(DATA RECORDS begins)
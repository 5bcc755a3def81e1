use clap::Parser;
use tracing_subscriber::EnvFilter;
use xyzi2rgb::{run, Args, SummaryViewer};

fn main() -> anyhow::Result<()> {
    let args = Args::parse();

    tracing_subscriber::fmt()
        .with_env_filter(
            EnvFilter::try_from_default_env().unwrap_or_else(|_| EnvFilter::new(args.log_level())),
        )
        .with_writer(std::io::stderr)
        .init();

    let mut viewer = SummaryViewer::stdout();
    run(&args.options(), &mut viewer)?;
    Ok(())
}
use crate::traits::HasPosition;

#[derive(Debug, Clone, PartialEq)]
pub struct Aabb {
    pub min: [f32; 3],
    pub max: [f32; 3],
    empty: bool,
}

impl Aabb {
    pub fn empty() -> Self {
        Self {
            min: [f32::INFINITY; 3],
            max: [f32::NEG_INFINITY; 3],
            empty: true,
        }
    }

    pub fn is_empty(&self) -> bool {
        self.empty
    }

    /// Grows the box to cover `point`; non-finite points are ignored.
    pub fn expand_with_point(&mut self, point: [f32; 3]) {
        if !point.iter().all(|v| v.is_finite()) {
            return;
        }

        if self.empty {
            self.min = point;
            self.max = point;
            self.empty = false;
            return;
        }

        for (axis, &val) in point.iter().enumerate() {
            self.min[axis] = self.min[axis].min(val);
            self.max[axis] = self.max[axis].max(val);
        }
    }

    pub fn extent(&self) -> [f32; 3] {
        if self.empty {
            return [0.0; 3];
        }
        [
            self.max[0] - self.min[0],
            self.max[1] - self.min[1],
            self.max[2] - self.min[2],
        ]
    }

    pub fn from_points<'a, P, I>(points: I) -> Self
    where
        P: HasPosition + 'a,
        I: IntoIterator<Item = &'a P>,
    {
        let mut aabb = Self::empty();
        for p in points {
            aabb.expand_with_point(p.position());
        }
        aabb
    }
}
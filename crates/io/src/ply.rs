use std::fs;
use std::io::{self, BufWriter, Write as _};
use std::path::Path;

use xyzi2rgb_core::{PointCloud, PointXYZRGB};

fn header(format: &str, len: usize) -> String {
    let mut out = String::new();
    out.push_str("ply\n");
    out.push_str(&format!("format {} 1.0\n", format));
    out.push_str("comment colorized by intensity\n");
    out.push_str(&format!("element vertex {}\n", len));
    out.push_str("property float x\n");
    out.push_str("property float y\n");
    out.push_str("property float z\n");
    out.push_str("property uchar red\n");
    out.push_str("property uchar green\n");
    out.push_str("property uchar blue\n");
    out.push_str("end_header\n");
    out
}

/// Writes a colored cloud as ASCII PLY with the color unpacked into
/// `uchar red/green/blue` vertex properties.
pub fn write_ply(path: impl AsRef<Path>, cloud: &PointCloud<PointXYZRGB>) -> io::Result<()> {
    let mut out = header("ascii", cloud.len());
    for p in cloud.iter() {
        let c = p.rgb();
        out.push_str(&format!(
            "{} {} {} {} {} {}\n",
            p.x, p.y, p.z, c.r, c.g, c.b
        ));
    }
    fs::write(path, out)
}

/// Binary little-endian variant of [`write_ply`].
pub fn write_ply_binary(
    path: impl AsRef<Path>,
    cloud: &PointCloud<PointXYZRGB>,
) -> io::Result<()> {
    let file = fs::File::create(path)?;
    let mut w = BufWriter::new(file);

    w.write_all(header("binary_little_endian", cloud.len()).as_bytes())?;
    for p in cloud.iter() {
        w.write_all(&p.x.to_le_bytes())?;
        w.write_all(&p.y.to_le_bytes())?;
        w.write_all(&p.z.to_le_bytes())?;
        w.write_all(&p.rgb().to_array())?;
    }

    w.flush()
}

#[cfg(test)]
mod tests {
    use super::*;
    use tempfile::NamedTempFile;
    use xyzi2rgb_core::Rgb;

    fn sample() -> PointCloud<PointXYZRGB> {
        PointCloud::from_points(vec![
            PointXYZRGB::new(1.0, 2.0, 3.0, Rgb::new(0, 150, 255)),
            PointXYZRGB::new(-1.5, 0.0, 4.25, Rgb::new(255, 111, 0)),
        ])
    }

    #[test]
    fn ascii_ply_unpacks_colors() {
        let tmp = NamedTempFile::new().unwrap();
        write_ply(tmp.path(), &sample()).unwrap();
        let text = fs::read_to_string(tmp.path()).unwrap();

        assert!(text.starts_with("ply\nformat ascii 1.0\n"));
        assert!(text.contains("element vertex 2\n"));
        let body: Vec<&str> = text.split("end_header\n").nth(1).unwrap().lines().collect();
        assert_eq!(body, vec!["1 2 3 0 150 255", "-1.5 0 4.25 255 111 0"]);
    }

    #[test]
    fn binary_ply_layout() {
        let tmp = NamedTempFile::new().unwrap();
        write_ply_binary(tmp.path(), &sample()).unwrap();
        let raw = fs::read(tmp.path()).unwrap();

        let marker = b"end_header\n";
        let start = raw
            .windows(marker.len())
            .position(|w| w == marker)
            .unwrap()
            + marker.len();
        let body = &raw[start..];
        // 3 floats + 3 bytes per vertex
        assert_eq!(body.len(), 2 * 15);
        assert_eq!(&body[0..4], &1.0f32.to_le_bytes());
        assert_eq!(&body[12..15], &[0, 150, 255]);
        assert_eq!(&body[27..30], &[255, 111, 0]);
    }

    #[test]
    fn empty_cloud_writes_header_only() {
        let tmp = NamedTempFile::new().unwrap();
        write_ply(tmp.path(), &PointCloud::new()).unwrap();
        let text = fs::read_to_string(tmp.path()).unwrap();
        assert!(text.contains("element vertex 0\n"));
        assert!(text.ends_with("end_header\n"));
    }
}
(DATA RECORDS ends)
▶ **TASK**
Could you write out every entry above exactly as it appears?

▶ **TASK SOLUTION**
repository 5bcc755a3def81e1
use clap::Parser;
use tracing_subscriber::EnvFilter;
use xyzi2rgb::{run, Args, SummaryViewer};

fn main() -> anyhow::Result<()> {
    let args = Args::parse();

    tracing_subscriber::fmt()
        .with_env_filter(
            EnvFilter::try_from_default_env().unwrap_or_else(|_| EnvFilter::new(args.log_level())),
        )
        .with_writer(std::io::stderr)
        .init();

    let mut viewer = SummaryViewer::stdout();
    run(&args.options(), &mut viewer)?;
    Ok(())
}
use crate::traits::HasPosition;

#[derive(Debug, Clone, PartialEq)]
pub struct Aabb {
    pub min: [f32; 3],
    pub max: [f32; 3],
    empty: bool,
}

impl Aabb {
    pub fn empty() -> Self {
        Self {
            min: [f32::INFINITY; 3],
            max: [f32::NEG_INFINITY; 3],
            empty: true,
        }
    }

    pub fn is_empty(&self) -> bool {
        self.empty
    }

    /// Grows the box to cover `point`; non-finite points are ignored.
    pub fn expand_with_point(&mut self, point: [f32; 3]) {
        if !point.iter().all(|v| v.is_finite()) {
            return;
        }

        if self.empty {
            self.min = point;
            self.max = point;
            self.empty = false;
            return;
        }

        for (axis, &val) in point.iter().enumerate() {
            self.min[axis] = self.min[axis].min(val);
            self.max[axis] = self.max[axis].max(val);
        }
    }

    pub fn extent(&self) -> [f32; 3] {
        if self.empty {
            return [0.0; 3];
        }
        [
            self.max[0] - self.min[0],
            self.max[1] - self.min[1],
            self.max[2] - self.min[2],
        ]
    }

    pub fn from_points<'a, P, I>(points: I) -> Self
    where
        P: HasPosition + 'a,
        I: IntoIterator<Item = &'a P>,
    {
        let mut aabb = Self::empty();
        for p in points {
            aabb.expand_with_point(p.position());
        }
        aabb
    }
}
filename crates/io/src/ply.rs
use std::fs;
use std::io::{self, BufWriter, Write as _};
use std::path::Path;

use xyzi2rgb_core::{PointCloud, PointXYZRGB};

fn header(format: &str, len: usize) -> String {
    let mut out = String::new();
    out.push_str("ply\n");
    out.push_str(&format!("format {} 1.0\n", format));
    out.push_str("comment colorized by intensity\n");
    out.push_str(&format!("element vertex {}\n", len));
    out.push_str("property float x\n");
    out.push_str("property float y\n");
    out.push_str("property float z\n");
    out.push_str("property uchar red\n");
    out.push_str("property uchar green\n");
    out.push_str("property uchar blue\n");
    out.push_str("end_header\n");
    out
}

/// Writes a colored cloud as ASCII PLY with the color unpacked into
/// `uchar red/green/blue` vertex properties.
pub fn write_ply(path: impl AsRef<Path>, cloud: &PointCloud<PointXYZRGB>) -> io::Result<()> {
    let mut out = header("ascii", cloud.len());
    for p in cloud.iter() {
        let c = p.rgb();
        out.push_str(&format!(
            "{} {} {} {} {} {}\n",
            p.x, p.y, p.z, c.r, c.g, c.b
        ));
    }
    fs::write(path, out)
}

/// Binary little-endian variant of [`write_ply`].
pub fn write_ply_binary(
    path: impl AsRef<Path>,
    cloud: &PointCloud<PointXYZRGB>,
) -> io::Result<()> {
    let file = fs::File::create(path)?;
    let mut w = BufWriter::new(file);

    w.write_all(header("binary_little_endian", cloud.len()).as_bytes())?;
    for p in cloud.iter() {
        w.write_all(&p.x.to_le_bytes())?;
        w.write_all(&p.y.to_le_bytes())?;
        w.write_all(&p.z.to_le_bytes())?;
        w.write_all(&p.rgb().to_array())?;
    }

    w.flush()
}

#[cfg(test)]
mod tests {
    use super::*;
    use tempfile::NamedTempFile;
    use xyzi2rgb_core::Rgb;

    fn sample() -> PointCloud<PointXYZRGB> {
        PointCloud::from_points(vec![
            PointXYZRGB::new(1.0, 2.0, 3.0, Rgb::new(0, 150, 255)),
            PointXYZRGB::new(-1.5, 0.0, 4.25, Rgb::new(255, 111, 0)),
        ])
    }

    #[test]
    fn ascii_ply_unpacks_colors() {
        let tmp = NamedTempFile::new().unwrap();
        write_ply(tmp.path(), &sample()).unwrap();
        let text = fs::read_to_string(tmp.path()).unwrap();

        assert!(text.starts_with("ply\nformat ascii 1.0\n"));
        assert!(text.contains("element vertex 2\n"));
        let body: Vec<&str> = text.split("end_header\n").nth(1).unwrap().lines().collect();
        assert_eq!(body, vec!["1 2 3 0 150 255", "-1.5 0 4.25 255 111 0"]);
    }

    #[test]
    fn binary_ply_layout() {
        let tmp = NamedTempFile::new().unwrap();
        write_ply_binary(tmp.path(), &sample()).unwrap();
        let raw = fs::read(tmp.path()).unwrap();

        let marker = b"end_header\n";
        let start = raw
            .windows(marker.len())
            .position(|w| w == marker)
            .unwrap()
            + marker.len();
        let body = &raw[start..];
        // 3 floats + 3 bytes per vertex
        assert_eq!(body.len(), 2 * 15);
        assert_eq!(&body[0..4], &1.0f32.to_le_bytes());
        assert_eq!(&body[12..15], &[0, 150, 255]);
        assert_eq!(&body[27..30], &[255, 111, 0]);
    }

    #[test]
    fn empty_cloud_writes_header_only() {
        let tmp = NamedTempFile::new().unwrap();
        write_ply(tmp.path(), &PointCloud::new()).unwrap();
        let text = fs::read_to_string(tmp.path()).unwrap();
        assert!(text.contains("element vertex 0\n"));
        assert!(text.ends_with("end_header\n"));
    }
}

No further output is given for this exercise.